* [REQUIREMENT]: Among the records below, find each line that includes the string "FxBuildHasher" and copy it.

=== INPUT DATA ===

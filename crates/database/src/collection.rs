use indexmap::IndexMap;
use rustc_hash::FxBuildHasher;

/// Keyed store iterated in first-insertion order.
///
/// Setting an existing key replaces the value in place, so iteration order only
/// depends on the order in which keys were first seen. This keeps every pass
/// over the program model deterministic.
#[derive(Debug, Clone)]
pub struct Collection<V> {
    entries: IndexMap<String, V, FxBuildHasher>,
}

impl<V> Default for Collection<V> {
    fn default() -> Self {
        Self::new()
    }
}

impl<V> Collection<V> {
    pub fn new() -> Self {
        Self {
            entries: IndexMap::with_hasher(FxBuildHasher),
        }
    }

    pub fn get(&self, key: &str) -> Option<&V> {
        self.entries.get(key)
    }

    pub fn get_mut(&mut self, key: &str) -> Option<&mut V> {
        self.entries.get_mut(key)
    }

    /// Sets `key` to `value`, returning the value it replaced.
    pub fn insert(&mut self, key: impl Into<String>, value: V) -> Option<V> {
        self.entries.insert(key.into(), value)
    }

    /// Removes `key`, keeping the relative order of the remaining entries.
    pub fn remove(&mut self, key: &str) -> Option<V> {
        self.entries.shift_remove(key)
    }

    pub fn contains(&self, key: &str) -> bool {
        self.entries.contains_key(key)
    }

    pub fn iter(&self) -> impl Iterator<Item = (&str, &V)> {
        self.entries.iter().map(|(k, v)| (k.as_str(), v))
    }

    pub fn iter_mut(&mut self) -> impl Iterator<Item = (&str, &mut V)> {
        self.entries.iter_mut().map(|(k, v)| (k.as_str(), v))
    }

    pub fn keys(&self) -> impl Iterator<Item = &str> {
        self.entries.keys().map(String::as_str)
    }

    pub fn values(&self) -> impl Iterator<Item = &V> {
        self.entries.values()
    }

    pub fn len(&self) -> usize {
        self.entries.len()
    }

    pub fn is_empty(&self) -> bool {
        self.entries.is_empty()
    }
}

impl<V> IntoIterator for Collection<V> {
    type Item = (String, V);
    type IntoIter = indexmap::map::IntoIter<String, V>;

    fn into_iter(self) -> Self::IntoIter {
        self.entries.into_iter()
    }
}

impl<K: Into<String>, V> FromIterator<(K, V)> for Collection<V> {
    fn from_iter<I: IntoIterator<Item = (K, V)>>(iter: I) -> Self {
        let mut collection = Collection::new();
        for (key, value) in iter {
            collection.insert(key, value);
        }
        collection
    }
}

===

* [ANSWER TO THE EXERCISE]:
use rustc_hash::FxBuildHasher;
    entries: IndexMap<String, V, FxBuildHasher>,
            entries: IndexMap::with_hasher(FxBuildHasher),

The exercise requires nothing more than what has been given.